This rule protects Medicaid and SNAP recipients and short-term program stability by blocking reconciliation-based cuts through January 20, 2029, but it constrains a fast-track budget tool that could be used to reduce spending or enact reforms and may shift disputes into slower, more contentious legislative paths.
Low-income Americans who rely on Medicaid and SNAP (food assistance) keep their current enrollment and benefits because reconciliation-driven cuts to those programs are ruled out of order until January 20, 2029.

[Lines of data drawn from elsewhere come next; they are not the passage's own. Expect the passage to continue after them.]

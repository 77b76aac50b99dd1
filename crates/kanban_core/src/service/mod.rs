//! Core use-case services.
//!
//! # Responsibility
//! - Expose repository operations as the crate's use-case level API.
//! - Keep UI and transport layers decoupled from storage details.

pub mod kanban_service;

Prevents rapid, reconciliation-driven reductions to covered programs, preserving short-term program stability and predictable funding for state program administrators and beneficiaries.

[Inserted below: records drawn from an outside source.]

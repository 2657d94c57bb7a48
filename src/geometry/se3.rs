//! SE3: 6-DOF rigid transformation (rotation + translation).
//!
//! Anchor poses are expressed as `SE3` in the session's local frame. The
//! service never interprets poses itself; it only stores them and hands them
//! to the localization engine.

use nalgebra::{UnitQuaternion, Vector3};

/// Rigid transformation: rotation + translation.
///
/// Transforms points as: p' = R * p + t
#[derive(Debug, Clone, Copy, PartialEq)]
pub struct SE3 {
    pub rotation: UnitQuaternion<f64>,
    pub translation: Vector3<f64>,
}

impl SE3 {
    /// Identity transformation.
    pub fn identity() -> Self {
        Self {
            rotation: UnitQuaternion::identity(),
            translation: Vector3::zeros(),
        }
    }

    /// Pure translation.
    pub fn from_translation(translation: Vector3<f64>) -> Self {
        Self {
            rotation: UnitQuaternion::identity(),
            translation,
        }
    }

    /// True when every component is finite.
    ///
    /// Engines report NaN poses for anchors that have not resolved yet.
    pub fn is_finite(&self) -> bool {
        self.translation.iter().all(|v| v.is_finite())
            && self.rotation.coords.iter().all(|v| v.is_finite())
    }
}

impl Default for SE3 {
    fn default() -> Self {
        Self::identity()
    }
}

#[cfg(test)]
mod tests {
    use super::*;
    use approx::assert_relative_eq;

    #[test]
    fn test_from_translation_has_no_rotation() {
        let pose = SE3::from_translation(Vector3::new(1.0, 2.0, 3.0));

        assert_relative_eq!(pose.rotation.angle(), 0.0, epsilon = 1e-12);
        assert_relative_eq!(pose.translation, Vector3::new(1.0, 2.0, 3.0), epsilon = 1e-12);
        assert_eq!(SE3::default(), SE3::identity());
    }

    #[test]
    fn test_is_finite() {
        let rotated = SE3 {
            rotation: UnitQuaternion::from_euler_angles(0.0, 0.0, std::f64::consts::FRAC_PI_2),
            translation: Vector3::new(1.0, 2.0, 3.0),
        };
        assert!(rotated.is_finite());

        let unresolved = SE3::from_translation(Vector3::new(f64::NAN, 0.0, 0.0));
        assert!(!unresolved.is_finite());
    }
}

Lawmakers lose the ability to use the reconciliation fast-track to reduce Medicaid or SNAP costs or reshape benefits until January 20, 2029, limiting a tool for deficit reduction or rapid policy change.
Could make comprehensive budget deals that include targeted reforms to Medicaid or SNAP harder to craft and enact, prolonging fiscal and programmatic uncertainty for state budgets and administrators.

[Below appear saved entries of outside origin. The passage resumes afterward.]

//! AnchorRegistry - the set of anchors the service currently tracks.
//!
//! An id is present iff its anchor was created or restored and has not been
//! destroyed since. Insertion never replaces a live entry.

use std::collections::HashMap;
use std::sync::Arc;

use super::anchor::Anchor;
use super::types::AnchorId;

/// Map from anchor id to the authoritative anchor handle.
#[derive(Debug, Default)]
pub struct AnchorRegistry {
    anchors: HashMap<AnchorId, Arc<Anchor>>,
}

impl AnchorRegistry {
    /// Empty registry.
    pub fn new() -> Self {
        Self {
            anchors: HashMap::new(),
        }
    }

    /// Number of tracked anchors.
    pub fn len(&self) -> usize {
        self.anchors.len()
    }

    /// True when nothing is tracked.
    pub fn is_empty(&self) -> bool {
        self.anchors.is_empty()
    }

    /// True if `id` is tracked.
    pub fn contains(&self, id: &AnchorId) -> bool {
        self.anchors.contains_key(id)
    }

    /// Live handle for `id`, if tracked.
    pub fn get(&self, id: &AnchorId) -> Option<&Arc<Anchor>> {
        self.anchors.get(id)
    }

    /// Insert `anchor` unless its id is already tracked.
    ///
    /// Returns the live entry for the id: the new anchor if it was inserted,
    /// otherwise the instance that was already registered.
    pub fn insert_if_absent(&mut self, anchor: Arc<Anchor>) -> Arc<Anchor> {
        Arc::clone(self.anchors.entry(anchor.id()).or_insert(anchor))
    }

    /// Stop tracking `id`. Returns the removed handle.
    pub fn remove(&mut self, id: &AnchorId) -> Option<Arc<Anchor>> {
        self.anchors.remove(id)
    }

    /// Point-in-time copy of every tracked anchor.
    pub fn snapshot(&self) -> Vec<Arc<Anchor>> {
        self.anchors.values().cloned().collect()
    }

    /// Tracked anchors among `ids`, in the order given. Unknown and repeated
    /// ids are skipped.
    pub fn select(&self, ids: &[AnchorId]) -> Vec<Arc<Anchor>> {
        let mut selected: Vec<Arc<Anchor>> = Vec::with_capacity(ids.len());
        for id in ids {
            if selected.iter().any(|a| a.id() == *id) {
                continue;
            }
            if let Some(anchor) = self.anchors.get(id) {
                selected.push(Arc::clone(anchor));
            }
        }
        selected
    }

    /// True when every id in `ids` is tracked.
    pub fn contains_all(&self, ids: &[AnchorId]) -> bool {
        ids.iter().all(|id| self.anchors.contains_key(id))
    }

    /// Tracked ids, in no particular order.
    pub fn ids(&self) -> impl Iterator<Item = &AnchorId> {
        self.anchors.keys()
    }
}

May push contentious policy changes onto other legislative vehicles where they face longer delays and more political conflict, increasing uncertainty and partisan friction.
Based on analysis of 6 sections of legislative text.
Bars reconciliation measures through Jan 20, 2029, that would cut Medicaid or SNAP eligibility/benefits; waives two House rules for consideration of a particular bill and requires Senate notification within one week.
Introduced March 31, 2025 by James P. McGovern · Last progress March 31, 2025
Blocks the use of the budget reconciliation process through January 20, 2029, to enact measures that would reduce Medicaid enrollment or benefits or reduce eligibility or benefits for households in the Supplemental Nutrition Assistance Program (SNAP). It also temporarily waives two House rules to allow consideration of a specific bill (H.R. 185) and requires the House Clerk to notify the Senate that the House has passed that bill within one week of passage.